On that narrow point I think he is right.
Most of our presidents, senators and governors are extremely accomplished people with at least some exceptional qualities. They are thrust into a position that would be the ruin of many humans. Power itself tends to corrupt. Being surrounded by sycophants is itself a character test. There are, too, the many opportunities for personal indiscretions, and an apparent sense of invulnerability.
But I part ways with Brooks when I ponder the implications of these realities.
He pondered them in a recent column. In it he empathizes with those in power, a natural enough thing for an empathetic man who often interviews them. "We live in a culture that finds it easier to
assign moral status to victims of power than to those who wield power," he writes.

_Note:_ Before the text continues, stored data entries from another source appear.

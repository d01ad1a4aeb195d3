//! Batches mixing raw CQL and prepared statements.

use bytes::Bytes;
use cassandra_cql::frame::request;
use cassandra_cql::{ColumnType, Consistency, CqlValue};
use std::str::FromStr;
use std::time::Duration;
use tracing::trace;

pub use cassandra_cql::frame::request::batch::BatchType;

use super::prepared::PreparedStatement;
use super::ExecuteOptions;
use crate::client::Client;
use crate::errors::{BadQuery, QueryError};
use crate::network::{Connection, ConnectionId};
use crate::response::BatchResult;

/// One statement of a [`Batch`].
#[derive(Debug, Clone)]
pub enum BatchPart {
    Raw {
        cql: String,
        values: Vec<CqlValue>,
        /// Matched to `values` by position.
        type_hints: Vec<Option<ColumnType>>,
    },
    Prepared {
        statement: PreparedStatement,
        values: Vec<CqlValue>,
    },
}

/// Accumulates statements to be sent as a single BATCH request.
///
/// Nothing touches the network until [`Batch::execute`]. A successful
/// execution empties the batch, a failed one leaves it as it was.
#[derive(Debug, Clone)]
pub struct Batch {
    batch_type: BatchType,
    options: ExecuteOptions,
    parts: Vec<BatchPart>,
}

impl Batch {
    pub fn new(batch_type: BatchType) -> Self {
        Self::with_options(batch_type, ExecuteOptions::default())
    }

    /// Creates a batch whose executions default to `options`.
    pub fn with_options(batch_type: BatchType, options: ExecuteOptions) -> Self {
        Batch {
            batch_type,
            options,
            parts: Vec::new(),
        }
    }

    /// Creates a batch from a type name such as `"unlogged"`.
    pub fn named(batch_type: &str, options: ExecuteOptions) -> Result<Self, BadQuery> {
        Ok(Self::with_options(BatchType::from_str(batch_type)?, options))
    }

    pub fn add(&mut self, part: BatchPart) -> &mut Self {
        self.parts.push(part);
        self
    }

    pub fn add_query(&mut self, cql: impl Into<String>, values: Vec<CqlValue>) -> &mut Self {
        self.add_query_with_hints(cql, values, Vec::new())
    }

    pub fn add_query_with_hints(
        &mut self,
        cql: impl Into<String>,
        values: Vec<CqlValue>,
        type_hints: Vec<Option<ColumnType>>,
    ) -> &mut Self {
        self.add(BatchPart::Raw {
            cql: cql.into(),
            values,
            type_hints,
        })
    }

    pub fn add_prepared(
        &mut self,
        statement: &PreparedStatement,
        values: Vec<CqlValue>,
    ) -> &mut Self {
        self.add(BatchPart::Prepared {
            statement: statement.clone(),
            values,
        })
    }

    pub fn batch_type(&self) -> BatchType {
        self.batch_type
    }

    /// Defaults applied to every execution of this batch.
    pub fn options(&self) -> &ExecuteOptions {
        &self.options
    }

    pub fn parts(&self) -> &[BatchPart] {
        &self.parts
    }

    pub fn len(&self) -> usize {
        self.parts.len()
    }

    pub fn is_empty(&self) -> bool {
        self.parts.is_empty()
    }

    pub fn clear(&mut self) {
        self.parts.clear();
    }

    /// Sends the batch through `client`. `options` win over the batch
    /// defaults, which win over the client defaults.
    pub async fn execute(
        &mut self,
        client: &Client,
        options: &ExecuteOptions,
    ) -> Result<BatchResult, QueryError> {
        client.execute_batch(self, options).await
    }

    /// Prepares on `connection` every prepared part that is not prepared there yet.
    pub(crate) async fn prepare_missing(
        &self,
        connection: &Connection,
        timeout: Option<Duration>,
    ) -> Result<(), QueryError> {
        for part in &self.parts {
            if let BatchPart::Prepared { statement, .. } = part {
                if !statement.is_prepared(connection) {
                    trace!(
                        connection = %connection.id(),
                        cql = statement.cql(),
                        "Preparing batch part"
                    );
                    statement.prepare(connection, timeout).await?;
                }
            }
        }
        Ok(())
    }

    /// Forgets every prepared part known to the server by `statement_id`.
    pub(crate) fn invalidate(&self, connection: ConnectionId, statement_id: &Bytes) {
        for part in &self.parts {
            if let BatchPart::Prepared { statement, .. } = part {
                statement.invalidate_if(connection, statement_id);
            }
        }
    }

    /// Encodes the parts in insertion order into a BATCH request for
    /// `connection`. Prepared parts must already be prepared on it.
    pub(crate) fn build_request(
        &self,
        connection: &Connection,
        options: &ExecuteOptions,
        consistency: Consistency,
    ) -> Result<request::Batch, QueryError> {
        let mut batch = request::Batch::new(
            self.batch_type,
            consistency,
            options.trace.unwrap_or(false),
            connection.protocol_version(),
        );
        batch.serial_consistency = options.serial_consistency;
        batch.timestamp = options.timestamp;

        for part in &self.parts {
            match part {
                BatchPart::Raw {
                    cql,
                    values,
                    type_hints,
                } => batch.add_query(cql.as_str(), values, type_hints)?,
                BatchPart::Prepared { statement, values } => {
                    statement.add_to_batch(&mut batch, connection, values)?
                }
            }
        }
        Ok(batch)
    }
}

#[cfg(test)]
mod tests {
    use super::*;
    use crate::network::ConnectionConfig;
    use assert_matches::assert_matches;
    use cassandra_cql::frame::request::batch::BatchStatement;
    use cassandra_cql::frame::response::result::{
        ColumnSpec, Prepared, PreparedMetadata, ResultMetadata, TableSpec,
    };
    use cassandra_cql::frame::value::SerializedValues;
    use cassandra_cql::ProtocolVersion;
    use std::net::SocketAddr;
    use tokio::sync::broadcast;

    fn test_connection() -> (Connection, tokio::io::DuplexStream) {
        let (connection, _errors, server) = Connection::new_for_test(
            ConnectionConfig::default(),
            SocketAddr::from(([127, 0, 0, 1], 9042)),
        );
        (connection, server)
    }

    fn int_statement(connection: &Connection, id: &'static [u8]) -> PreparedStatement {
        let prepared = Prepared {
            id: Bytes::from_static(id),
            prepared_metadata: PreparedMetadata {
                col_count: 1,
                pk_indexes: vec![0],
                col_specs: vec![ColumnSpec {
                    table_spec: TableSpec {
                        ks_name: "ks".into(),
                        table_name: "t".into(),
                    },
                    name: "id".into(),
                    typ: ColumnType::Int,
                }],
            },
            result_metadata: ResultMetadata::default(),
        };
        let (_sender, removals) = broadcast::channel(4);
        PreparedStatement::new(
            "DELETE FROM t WHERE id = ?".into(),
            prepared,
            connection.id(),
            removals,
        )
    }

    #[test]
    fn batch_type_is_parsed_from_name() {
        let batch = Batch::named("unlogged", ExecuteOptions::default()).unwrap();
        assert_eq!(batch.batch_type(), BatchType::Unlogged);
        assert_matches!(
            Batch::named("eventual", ExecuteOptions::default()),
            Err(BadQuery::BadBatchType(_))
        );
    }

    #[tokio::test]
    async fn parts_keep_insertion_order() {
        let (connection, _server) = test_connection();
        let statement = int_statement(&connection, b"\x05");

        let mut batch = Batch::new(BatchType::Logged);
        batch
            .add_query("INSERT INTO t (id) VALUES (1)", vec![])
            .add_prepared(&statement, vec![CqlValue::Int(1)])
            .add_query("INSERT INTO t (id) VALUES (2)", vec![]);
        assert_eq!(batch.len(), 3);

        let request = batch
            .build_request(&connection, &ExecuteOptions::default(), Consistency::One)
            .unwrap();
        assert_eq!(request.part_count(), 3);
        assert_eq!(request.consistency, Consistency::One);
        let kinds: Vec<_> = request.statements().map(|(s, _)| s.clone()).collect();
        assert_eq!(
            kinds,
            vec![
                BatchStatement::Query {
                    text: "INSERT INTO t (id) VALUES (1)".into()
                },
                BatchStatement::Prepared {
                    id: Bytes::from_static(b"\x05")
                },
                BatchStatement::Query {
                    text: "INSERT INTO t (id) VALUES (2)".into()
                },
            ]
        );
    }

    #[tokio::test]
    async fn type_hints_encode_like_plain_values() {
        let (connection, _server) = test_connection();
        let mut batch = Batch::new(BatchType::Unlogged);
        batch.add_query_with_hints(
            "UPDATE t SET v = ? WHERE id = 0",
            vec![CqlValue::BigInt(3)],
            vec![Some(ColumnType::Int)],
        );

        let request = batch
            .build_request(&connection, &ExecuteOptions::default(), Consistency::Quorum)
            .unwrap();
        let (_, values) = request.statements().next().unwrap();
        let direct = SerializedValues::from_values(
            &[CqlValue::BigInt(3)],
            &[Some(ColumnType::Int)],
            ProtocolVersion::V4,
        )
        .unwrap();
        assert_eq!(values, &direct);
    }

    #[tokio::test]
    async fn unprepared_part_is_refused() {
        let (connection, _server) = test_connection();
        let (other, _other_server) = test_connection();
        let statement = int_statement(&other, b"\x05");

        let mut batch = Batch::new(BatchType::Logged);
        batch.add_prepared(&statement, vec![CqlValue::Int(1)]);
        assert_matches!(
            batch.build_request(&connection, &ExecuteOptions::default(), Consistency::One),
            Err(QueryError::BadQuery(BadQuery::NotPrepared(_)))
        );
    }

    #[tokio::test]
    async fn call_options_reach_the_request() {
        let (connection, _server) = test_connection();
        let mut batch = Batch::new(BatchType::Counter);
        batch.add_query("UPDATE c SET n = n + 1 WHERE id = 0", vec![]);

        let options = ExecuteOptions::new()
            .trace(true)
            .timestamp(1234)
            .serial_consistency(cassandra_cql::SerialConsistency::LocalSerial);
        let request = batch
            .build_request(&connection, &options, Consistency::All)
            .unwrap();
        assert!(request.trace);
        assert_eq!(request.timestamp, Some(1234));
        assert_eq!(
            request.serial_consistency,
            Some(cassandra_cql::SerialConsistency::LocalSerial)
        );
        assert_eq!(request.batch_type(), BatchType::Counter);
    }
}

"Most of the stories we tell ourselves are about victims who have endured
oppression, racism and cruelty." He goes on to note that "the main problem is our inability to think
properly about how power should be used to bind and build. Legitimate
power is built on a series of paradoxes: that leaders have to wield
power while knowing they are corrupted by it; that great leaders are
superior to their followers while also being of them; that the higher
they rise, the more they feel like instruments in larger designs... These days many Americans seem incapable of thinking about these
paradoxes. Those 'Question Authority' bumper stickers no longer
symbolize an attempt to distinguish just and unjust authority. They
symbolize an attitude of opposing authority."
It seems to me that there is a tension between Brooks' insight about why it is difficult to be a good leader, and his admonition that "before we can build great monuments to leaders we have to relearn the art of following." As he puts it, "To have good leaders you have to have good followers -- able to recognize
just authority, admire it, be grateful for it and emulate it." His critics perhaps dismiss this point too readily. There have been times when leaders inspired greatness in followers. Take Gandhi (never mind the reality that today's leaders are not exactly Gandhi analogues).
What cannot be squared, in my mind, is the insight that leader worship makes it harder for people in power to behave honorably, and the simultaneous argument that we need to be more admiring of our leaders. I do not mean that we should be disrespectful or them, nor of any other human being.
But we ought to be skeptical of their intentions, knowing that power corrupts; and we ought to challenge them, for if having worshipful sycophants inflates one's self-importance, what better corrective than dissenters confident enough to convey that the leader has erred in his or her judgment?
More than anything else, we ought to constrain the power leaders wield.
There is a fantastic book by Gene Healy called "The Cult of the Presidency." It is noteworthy, among denunciations of misbehaving leaders, in laying the blame for our woes on the American voter.